Comment terminer un carnet de souvenirs

Comment terminer un carnet de souvenirs acheté

Durée de lecture estimée : 3 minutes

Chaque année, à l’approche de la Fête des Mères ou de Noel, ces carnets à remplir refont surface sur les réseaux sociaux : « Mamie, raconte-moi ta vie », « Papy, dis-moi »… Le principe séduit, les déclinaisons sont nombreuses et le succès commercial ne se dément pas. Une de mes clientes en a reçu un à Noel dernier, offert par ses six petits-enfants. Elle m’a raconté avec quel plaisir elle s’est prise au jeu et les difficultés qu’elle a rencontrées pour terminer son carnet de souvenirs. (Qu’elle n’a jamais fait)

Remplir seul un carnet, un exercice plus ardu qu'il n'y paraît

Une centaine de questions à compléter seul, sans personne pour relancer ou demander des précisions, peut vite décourager. S’ajoute une difficulté plus inattendue : l’espace prévu pour répondre correspond rarement à la quantité de souvenirs que l’on souhaiterait réellement écrire.
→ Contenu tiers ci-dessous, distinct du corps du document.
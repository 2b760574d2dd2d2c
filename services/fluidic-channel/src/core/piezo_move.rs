//! Piezo move primitive and overshoot compensation.

use super::constants::PIEZO_MIN_VOLTAGE;
use super::params::{FluidicParams, OvershootMode};
use super::position::{Direction, FluidicPosition};

/// The piezo target voltage for a move toward `position`, including
/// hysteresis in the direction of travel.
pub fn move_target_volts(params: &FluidicParams, position: FluidicPosition, direction: Direction) -> f32 {
    let limits = match params.limits(position) {
        Some(l) => l,
        None => return params.volts(position),
    };
    match direction {
        Direction::Forward => limits.target_volts + limits.hysteresis,
        Direction::Reverse => (limits.target_volts - limits.hysteresis).max(PIEZO_MIN_VOLTAGE),
    }
}

/// The position one calibration step below `position` along A-B-C-Down,
/// used by the `PiezoVolts` overshoot formula (`V(target) - V(target-1)`).
fn prior_position(position: FluidicPosition) -> Option<FluidicPosition> {
    match position {
        FluidicPosition::A => Some(FluidicPosition::Down),
        FluidicPosition::B => Some(FluidicPosition::A),
        FluidicPosition::C => Some(FluidicPosition::B),
        _ => None,
    }
}

#[derive(Debug, Clone, Copy, PartialEq)]
pub enum OvershootOutcome {
    /// `None` policy, or any Reverse-direction stop: publish success now.
    PublishSuccess,
    /// `PiezoVolts`: issue a secondary corrective move at max ramp with
    /// completion suppressed; the new (lower) voltage becomes the
    /// updated `V(target)`.
    SecondaryMove { target_volts: f32 },
    /// `BreakRemake`: flip direction and re-enter `MoveContact`. A
    /// secondary forward "remake" swing after the break is not modeled:
    /// the active path simply treats the reverse stop as the move
    /// completing.
    ReenterReverse,
}

/// Decide what happens after the piezo reports stopped at `target`,
/// having moved in `direction`. `mode`/`proportion` are the overshoot
/// policy carried by the `Move` command that initiated this move — a
/// per-move choice, not a persistent channel default.
pub fn apply_overshoot(
    params: &FluidicParams,
    target: FluidicPosition,
    direction: Direction,
    mode: OvershootMode,
    proportion: f32,
) -> OvershootOutcome {
    if direction == Direction::Reverse {
        return OvershootOutcome::PublishSuccess;
    }
    match mode {
        OvershootMode::None => OvershootOutcome::PublishSuccess,
        OvershootMode::PiezoVolts => {
            let v_target = params.volts(target);
            let v_prior = prior_position(target).map(|p| params.volts(p)).unwrap_or(0.0);
            let comp_v = (v_target - v_prior) * proportion;
            OvershootOutcome::SecondaryMove { target_volts: v_target - comp_v }
        }
        OvershootMode::BreakRemake => OvershootOutcome::ReenterReverse,
    }
}

#[cfg(test)]
mod tests {
    use super::*;
    use crate::core::config::default_params;

    #[test]
    fn forward_adds_hysteresis_reverse_subtracts() {
        let p = default_params(1);
        let fwd = move_target_volts(&p, FluidicPosition::B, Direction::Forward);
        let rev = move_target_volts(&p, FluidicPosition::B, Direction::Reverse);
        let base = p.volts(FluidicPosition::B);
        let hyst = p.limits(FluidicPosition::B).unwrap().hysteresis;
        assert_eq!(fwd, base + hyst);
        assert_eq!(rev, base - hyst);
    }

    #[test]
    fn reverse_direction_always_publishes_success() {
        let p = default_params(1);
        assert_eq!(
            apply_overshoot(&p, FluidicPosition::B, Direction::Reverse, OvershootMode::PiezoVolts, 0.5),
            OvershootOutcome::PublishSuccess
        );
    }

    #[test]
    fn none_mode_publishes_success() {
        let p = default_params(1);
        assert_eq!(
            apply_overshoot(&p, FluidicPosition::B, Direction::Forward, OvershootMode::None, 0.0),
            OvershootOutcome::PublishSuccess
        );
    }

    #[test]
    fn piezo_volts_mode_computes_secondary_move() {
        let mut p = default_params(1);
        p.limits_mut(FluidicPosition::A).unwrap().target_volts = 50.0; // "V(target-1)" for B
        p.limits_mut(FluidicPosition::B).unwrap().target_volts = 100.0;
        let outcome = apply_overshoot(&p, FluidicPosition::B, Direction::Forward, OvershootMode::PiezoVolts, 0.5);
        assert_eq!(outcome, OvershootOutcome::SecondaryMove { target_volts: 100.0 - (100.0 - 50.0) * 0.5 });
    }

    #[test]
    fn break_remake_reenters_reverse() {
        let p = default_params(1);
        assert_eq!(
            apply_overshoot(&p, FluidicPosition::B, Direction::Forward, OvershootMode::BreakRemake, 0.0),
            OvershootOutcome::ReenterReverse
        );
    }
}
Certains espaces prévoient cinq lignes alors qu’on voudrait en raconter bien plus.

Un carnet unique, plusieurs petits-enfants et arrières petits-enfants

Autre question, moins anticipée au moment du cadeau : comment transmettre un objet unique à six petits-enfants ? Le carnet, une fois rempli, reste un exemplaire. Il faudra choisir à qui le confier — ou trouver un autre moyen de partager ce qu’il contient.

Du carnet noté au livre sonore : le vrai travail commence

En tant que biographe et professionnelle de l’édition, ces carnets m’ont longtemps laissée dubitative : des questionnaires standardisés, un espace de réponse mal calibré, produits à bas coût pour être vendus le plus cher possible. Le bon filon, pensais-je.

Mais voir cette cliente s’approprier son carnet, le détourner, le « hacker » pour préparer le terrain de notre futur travail m’a fait changer d’avis. Ce carnet n’était pas une fin en soi : c’était un déclic.

Nous avons construit ensemble un projet sur mesure : structurer ses notes initiales, les enrichir par nos entretiens, intégrer les photos et archives de famille, puis mettre en page et éditer un livre sonore et illustré en une quinzaine d’exemplaires pour toute la famille. Vingt-cinq témoignages audio viennent ponctuer les pages, pour conserver sa voix et sa façon bien à elle de raconter. Après trois mois de ce travail commun, le livre sera prêt à l’automne.

En résumé

👉 Un carnet à remplir peut être une bonne amorce. Le transformer en récit structuré, capable de préserver une voix, reste une autre étape — celle où un accompagnement prend tout son sens.